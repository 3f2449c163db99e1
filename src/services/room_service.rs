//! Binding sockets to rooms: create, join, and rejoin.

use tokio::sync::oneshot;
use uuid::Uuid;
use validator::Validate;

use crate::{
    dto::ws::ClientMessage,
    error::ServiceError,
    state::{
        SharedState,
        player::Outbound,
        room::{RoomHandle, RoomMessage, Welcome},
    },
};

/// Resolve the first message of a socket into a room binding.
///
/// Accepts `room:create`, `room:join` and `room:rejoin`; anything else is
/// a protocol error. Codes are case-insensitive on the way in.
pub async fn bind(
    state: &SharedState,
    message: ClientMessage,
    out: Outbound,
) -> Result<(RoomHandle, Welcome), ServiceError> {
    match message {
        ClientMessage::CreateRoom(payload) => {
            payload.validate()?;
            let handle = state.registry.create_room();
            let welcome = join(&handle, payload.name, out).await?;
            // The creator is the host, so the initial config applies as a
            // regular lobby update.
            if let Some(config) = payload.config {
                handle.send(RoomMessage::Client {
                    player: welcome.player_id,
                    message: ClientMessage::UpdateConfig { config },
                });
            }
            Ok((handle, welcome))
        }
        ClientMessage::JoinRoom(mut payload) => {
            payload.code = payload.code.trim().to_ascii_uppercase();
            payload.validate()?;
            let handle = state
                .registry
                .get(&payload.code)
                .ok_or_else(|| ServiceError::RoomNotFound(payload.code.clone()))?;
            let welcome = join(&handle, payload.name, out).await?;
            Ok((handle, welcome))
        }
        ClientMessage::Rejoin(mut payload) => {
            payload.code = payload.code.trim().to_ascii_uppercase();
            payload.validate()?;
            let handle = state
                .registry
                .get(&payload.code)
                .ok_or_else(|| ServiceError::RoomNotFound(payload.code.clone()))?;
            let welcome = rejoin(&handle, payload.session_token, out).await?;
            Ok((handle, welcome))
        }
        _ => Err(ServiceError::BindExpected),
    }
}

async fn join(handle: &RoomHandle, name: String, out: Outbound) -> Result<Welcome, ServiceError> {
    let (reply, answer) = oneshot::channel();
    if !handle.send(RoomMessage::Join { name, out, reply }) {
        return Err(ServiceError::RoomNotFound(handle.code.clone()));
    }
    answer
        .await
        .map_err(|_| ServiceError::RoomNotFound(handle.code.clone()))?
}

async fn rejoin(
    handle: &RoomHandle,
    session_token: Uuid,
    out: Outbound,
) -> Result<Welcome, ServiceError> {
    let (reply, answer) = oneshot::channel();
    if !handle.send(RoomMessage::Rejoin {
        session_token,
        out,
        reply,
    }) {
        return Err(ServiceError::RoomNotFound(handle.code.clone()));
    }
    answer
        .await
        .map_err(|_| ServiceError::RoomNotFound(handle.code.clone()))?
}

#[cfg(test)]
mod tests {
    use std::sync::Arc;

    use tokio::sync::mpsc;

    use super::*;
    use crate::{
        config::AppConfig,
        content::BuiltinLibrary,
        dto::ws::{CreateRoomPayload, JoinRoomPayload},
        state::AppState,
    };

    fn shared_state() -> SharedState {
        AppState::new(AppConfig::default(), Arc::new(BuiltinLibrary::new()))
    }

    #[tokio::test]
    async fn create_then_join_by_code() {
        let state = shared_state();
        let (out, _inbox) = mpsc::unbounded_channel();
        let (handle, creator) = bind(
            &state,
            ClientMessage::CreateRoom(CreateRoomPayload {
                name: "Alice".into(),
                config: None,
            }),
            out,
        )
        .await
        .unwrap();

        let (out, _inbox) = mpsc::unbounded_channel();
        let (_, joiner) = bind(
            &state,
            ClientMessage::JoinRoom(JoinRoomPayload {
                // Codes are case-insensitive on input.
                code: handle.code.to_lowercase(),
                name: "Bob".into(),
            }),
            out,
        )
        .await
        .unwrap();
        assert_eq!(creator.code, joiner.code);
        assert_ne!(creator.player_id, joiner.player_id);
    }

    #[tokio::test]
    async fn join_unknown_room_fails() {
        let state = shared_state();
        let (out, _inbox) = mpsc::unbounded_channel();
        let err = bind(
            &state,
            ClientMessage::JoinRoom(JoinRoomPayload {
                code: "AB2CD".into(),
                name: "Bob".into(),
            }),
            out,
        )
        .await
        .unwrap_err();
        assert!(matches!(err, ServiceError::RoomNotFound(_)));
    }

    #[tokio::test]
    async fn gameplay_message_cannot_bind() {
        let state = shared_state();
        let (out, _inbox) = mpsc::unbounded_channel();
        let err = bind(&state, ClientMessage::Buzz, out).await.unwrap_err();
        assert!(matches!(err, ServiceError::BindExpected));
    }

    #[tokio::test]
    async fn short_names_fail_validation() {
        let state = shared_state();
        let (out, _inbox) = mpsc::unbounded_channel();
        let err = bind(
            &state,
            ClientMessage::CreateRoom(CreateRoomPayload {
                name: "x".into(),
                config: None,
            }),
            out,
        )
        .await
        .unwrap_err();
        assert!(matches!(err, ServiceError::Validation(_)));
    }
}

--- --- ---

Exercise brief —
Look through the data above and return each line where the string "matches" occurs.

Task output —
        assert!(matches!(err, ServiceError::RoomNotFound(_)));
        assert!(matches!(err, ServiceError::BindExpected));
        assert!(matches!(err, ServiceError::Validation(_)));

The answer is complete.